Work item | Return all of the entries exactly as written.
== Segment start ==
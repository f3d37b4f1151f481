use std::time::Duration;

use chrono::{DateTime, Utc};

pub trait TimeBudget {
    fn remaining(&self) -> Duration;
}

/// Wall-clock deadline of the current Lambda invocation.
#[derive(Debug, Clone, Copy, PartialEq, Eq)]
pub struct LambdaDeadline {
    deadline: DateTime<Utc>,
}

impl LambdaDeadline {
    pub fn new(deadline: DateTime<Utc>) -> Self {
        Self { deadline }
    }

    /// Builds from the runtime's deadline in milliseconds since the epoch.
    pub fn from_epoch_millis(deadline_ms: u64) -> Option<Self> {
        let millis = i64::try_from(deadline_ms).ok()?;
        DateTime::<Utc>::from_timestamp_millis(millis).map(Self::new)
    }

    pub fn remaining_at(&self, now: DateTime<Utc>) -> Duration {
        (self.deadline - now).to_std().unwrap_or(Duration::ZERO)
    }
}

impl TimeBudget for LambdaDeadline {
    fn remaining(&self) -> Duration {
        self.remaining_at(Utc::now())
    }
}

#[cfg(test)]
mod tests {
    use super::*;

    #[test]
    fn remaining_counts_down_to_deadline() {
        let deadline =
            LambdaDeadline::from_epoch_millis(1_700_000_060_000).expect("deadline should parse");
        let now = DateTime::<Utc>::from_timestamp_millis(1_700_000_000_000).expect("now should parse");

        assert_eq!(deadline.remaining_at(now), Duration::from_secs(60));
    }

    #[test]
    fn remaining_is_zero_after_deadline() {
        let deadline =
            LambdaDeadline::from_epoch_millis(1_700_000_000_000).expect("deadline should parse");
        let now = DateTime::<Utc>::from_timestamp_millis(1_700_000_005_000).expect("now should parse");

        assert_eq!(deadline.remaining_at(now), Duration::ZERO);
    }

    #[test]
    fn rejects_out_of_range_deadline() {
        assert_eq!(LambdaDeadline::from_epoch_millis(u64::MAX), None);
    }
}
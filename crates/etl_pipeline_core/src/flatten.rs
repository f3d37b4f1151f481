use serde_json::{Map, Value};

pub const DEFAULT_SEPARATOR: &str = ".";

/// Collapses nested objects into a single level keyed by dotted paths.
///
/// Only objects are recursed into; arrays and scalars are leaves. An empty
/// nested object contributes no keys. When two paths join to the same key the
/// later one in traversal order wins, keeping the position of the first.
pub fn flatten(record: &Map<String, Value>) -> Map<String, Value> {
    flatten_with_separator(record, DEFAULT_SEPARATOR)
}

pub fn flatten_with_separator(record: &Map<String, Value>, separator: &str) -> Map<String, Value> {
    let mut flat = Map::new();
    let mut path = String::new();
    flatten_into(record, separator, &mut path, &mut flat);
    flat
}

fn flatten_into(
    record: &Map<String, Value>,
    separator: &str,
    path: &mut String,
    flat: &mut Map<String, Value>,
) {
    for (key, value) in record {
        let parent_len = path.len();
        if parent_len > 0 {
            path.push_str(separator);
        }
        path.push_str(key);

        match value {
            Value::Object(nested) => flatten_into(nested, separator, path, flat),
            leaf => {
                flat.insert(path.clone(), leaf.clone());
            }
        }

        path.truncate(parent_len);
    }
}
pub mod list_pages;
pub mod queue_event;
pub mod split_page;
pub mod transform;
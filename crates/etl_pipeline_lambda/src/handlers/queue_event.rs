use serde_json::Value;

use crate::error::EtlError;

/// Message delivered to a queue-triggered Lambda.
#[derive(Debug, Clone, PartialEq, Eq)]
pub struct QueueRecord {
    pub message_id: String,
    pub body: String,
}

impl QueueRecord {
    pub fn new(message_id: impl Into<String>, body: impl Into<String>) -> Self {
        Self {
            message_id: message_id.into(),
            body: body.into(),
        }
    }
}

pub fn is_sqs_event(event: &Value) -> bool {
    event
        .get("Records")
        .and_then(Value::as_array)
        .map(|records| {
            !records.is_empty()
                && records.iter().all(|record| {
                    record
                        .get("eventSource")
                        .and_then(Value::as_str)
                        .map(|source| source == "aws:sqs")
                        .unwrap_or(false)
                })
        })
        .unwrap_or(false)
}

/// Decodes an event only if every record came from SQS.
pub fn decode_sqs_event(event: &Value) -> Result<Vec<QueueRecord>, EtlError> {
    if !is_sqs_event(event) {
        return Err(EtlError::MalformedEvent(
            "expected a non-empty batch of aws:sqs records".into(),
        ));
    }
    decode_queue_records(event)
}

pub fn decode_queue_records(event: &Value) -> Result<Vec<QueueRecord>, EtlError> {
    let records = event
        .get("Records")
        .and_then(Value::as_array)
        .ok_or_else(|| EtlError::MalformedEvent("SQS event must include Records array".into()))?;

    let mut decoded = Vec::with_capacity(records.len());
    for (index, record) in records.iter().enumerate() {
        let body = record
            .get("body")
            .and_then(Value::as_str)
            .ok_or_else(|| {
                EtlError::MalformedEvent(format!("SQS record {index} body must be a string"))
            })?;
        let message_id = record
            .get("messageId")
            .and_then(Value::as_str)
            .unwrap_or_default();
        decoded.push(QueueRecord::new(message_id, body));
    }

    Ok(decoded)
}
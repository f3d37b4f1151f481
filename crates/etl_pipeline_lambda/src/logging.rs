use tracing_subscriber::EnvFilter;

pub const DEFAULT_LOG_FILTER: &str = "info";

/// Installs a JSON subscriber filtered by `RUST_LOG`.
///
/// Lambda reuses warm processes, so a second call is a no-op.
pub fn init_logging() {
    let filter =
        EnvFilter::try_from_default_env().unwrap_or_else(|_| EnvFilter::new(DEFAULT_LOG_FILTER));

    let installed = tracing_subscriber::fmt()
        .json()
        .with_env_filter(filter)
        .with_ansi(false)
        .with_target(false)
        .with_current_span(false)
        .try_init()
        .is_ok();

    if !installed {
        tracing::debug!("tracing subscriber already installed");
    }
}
== Segment end ==
Your response |
repository f3d37b4f1151f481
use std::time::Duration;

use chrono::{DateTime, Utc};

pub trait TimeBudget {
    fn remaining(&self) -> Duration;
}

/// Wall-clock deadline of the current Lambda invocation.
#[derive(Debug, Clone, Copy, PartialEq, Eq)]
pub struct LambdaDeadline {
    deadline: DateTime<Utc>,
}

impl LambdaDeadline {
    pub fn new(deadline: DateTime<Utc>) -> Self {
        Self { deadline }
    }

    /// Builds from the runtime's deadline in milliseconds since the epoch.
    pub fn from_epoch_millis(deadline_ms: u64) -> Option<Self> {
        let millis = i64::try_from(deadline_ms).ok()?;
        DateTime::<Utc>::from_timestamp_millis(millis).map(Self::new)
    }

    pub fn remaining_at(&self, now: DateTime<Utc>) -> Duration {
        (self.deadline - now).to_std().unwrap_or(Duration::ZERO)
    }
}

impl TimeBudget for LambdaDeadline {
    fn remaining(&self) -> Duration {
        self.remaining_at(Utc::now())
    }
}

#[cfg(test)]
mod tests {
    use super::*;

    #[test]
    fn remaining_counts_down_to_deadline() {
        let deadline =
            LambdaDeadline::from_epoch_millis(1_700_000_060_000).expect("deadline should parse");
        let now = DateTime::<Utc>::from_timestamp_millis(1_700_000_000_000).expect("now should parse");

        assert_eq!(deadline.remaining_at(now), Duration::from_secs(60));
    }

    #[test]
    fn remaining_is_zero_after_deadline() {
        let deadline =
            LambdaDeadline::from_epoch_millis(1_700_000_000_000).expect("deadline should parse");
        let now = DateTime::<Utc>::from_timestamp_millis(1_700_000_005_000).expect("now should parse");

        assert_eq!(deadline.remaining_at(now), Duration::ZERO);
    }

    #[test]
    fn rejects_out_of_range_deadline() {
        assert_eq!(LambdaDeadline::from_epoch_millis(u64::MAX), None);
    }
}
filename crates/etl_pipeline_core/src/flatten.rs
repository f3d37b4f1151f481
use serde_json::{Map, Value};

pub const DEFAULT_SEPARATOR: &str = ".";

/// Collapses nested objects into a single level keyed by dotted paths.
///
/// Only objects are recursed into; arrays and scalars are leaves. An empty
/// nested object contributes no keys. When two paths join to the same key the
/// later one in traversal order wins, keeping the position of the first.
pub fn flatten(record: &Map<String, Value>) -> Map<String, Value> {
    flatten_with_separator(record, DEFAULT_SEPARATOR)
}

pub fn flatten_with_separator(record: &Map<String, Value>, separator: &str) -> Map<String, Value> {
    let mut flat = Map::new();
    let mut path = String::new();
    flatten_into(record, separator, &mut path, &mut flat);
    flat
}

fn flatten_into(
    record: &Map<String, Value>,
    separator: &str,
    path: &mut String,
    flat: &mut Map<String, Value>,
) {
    for (key, value) in record {
        let parent_len = path.len();
        if parent_len > 0 {
            path.push_str(separator);
        }
        path.push_str(key);

        match value {
            Value::Object(nested) => flatten_into(nested, separator, path, flat),
            leaf => {
                flat.insert(path.clone(), leaf.clone());
            }
        }

        path.truncate(parent_len);
    }
}
pub mod list_pages;
pub mod queue_event;
pub mod split_page;
pub mod transform;
filename crates/etl_pipeline_lambda/src/handlers/queue_event.rs
use serde_json::Value;

use crate::error::EtlError;

/// Message delivered to a queue-triggered Lambda.
#[derive(Debug, Clone, PartialEq, Eq)]
pub struct QueueRecord {
    pub message_id: String,
    pub body: String,
}

impl QueueRecord {
    pub fn new(message_id: impl Into<String>, body: impl Into<String>) -> Self {
        Self {
            message_id: message_id.into(),
            body: body.into(),
        }
    }
}

pub fn is_sqs_event(event: &Value) -> bool {
    event
        .get("Records")
        .and_then(Value::as_array)
        .map(|records| {
            !records.is_empty()
                && records.iter().all(|record| {
                    record
                        .get("eventSource")
                        .and_then(Value::as_str)
                        .map(|source| source == "aws:sqs")
                        .unwrap_or(false)
                })
        })
        .unwrap_or(false)
}

/// Decodes an event only if every record came from SQS.
pub fn decode_sqs_event(event: &Value) -> Result<Vec<QueueRecord>, EtlError> {
    if !is_sqs_event(event) {
        return Err(EtlError::MalformedEvent(
            "expected a non-empty batch of aws:sqs records".into(),
        ));
    }
    decode_queue_records(event)
}

pub fn decode_queue_records(event: &Value) -> Result<Vec<QueueRecord>, EtlError> {
    let records = event
        .get("Records")
        .and_then(Value::as_array)
        .ok_or_else(|| EtlError::MalformedEvent("SQS event must include Records array".into()))?;

    let mut decoded = Vec::with_capacity(records.len());
    for (index, record) in records.iter().enumerate() {
        let body = record
            .get("body")
            .and_then(Value::as_str)
            .ok_or_else(|| {
                EtlError::MalformedEvent(format!("SQS record {index} body must be a string"))
            })?;
        let message_id = record
            .get("messageId")
            .and_then(Value::as_str)
            .unwrap_or_default();
        decoded.push(QueueRecord::new(message_id, body));
    }

    Ok(decoded)
}
repository f3d37b4f1151f481
filename crates/etl_pipeline_lambda/src/logging.rs
use tracing_subscriber::EnvFilter;

pub const DEFAULT_LOG_FILTER: &str = "info";

/// Installs a JSON subscriber filtered by `RUST_LOG`.
///
/// Lambda reuses warm processes, so a second call is a no-op.
pub fn init_logging() {
    let filter =
        EnvFilter::try_from_default_env().unwrap_or_else(|_| EnvFilter::new(DEFAULT_LOG_FILTER));

    let installed = tracing_subscriber::fmt()
        .json()
        .with_env_filter(filter)
        .with_ansi(false)
        .with_target(false)
        .with_current_span(false)
        .try_init()
        .is_ok();

    if !installed {
        tracing::debug!("tracing subscriber already installed");
    }
}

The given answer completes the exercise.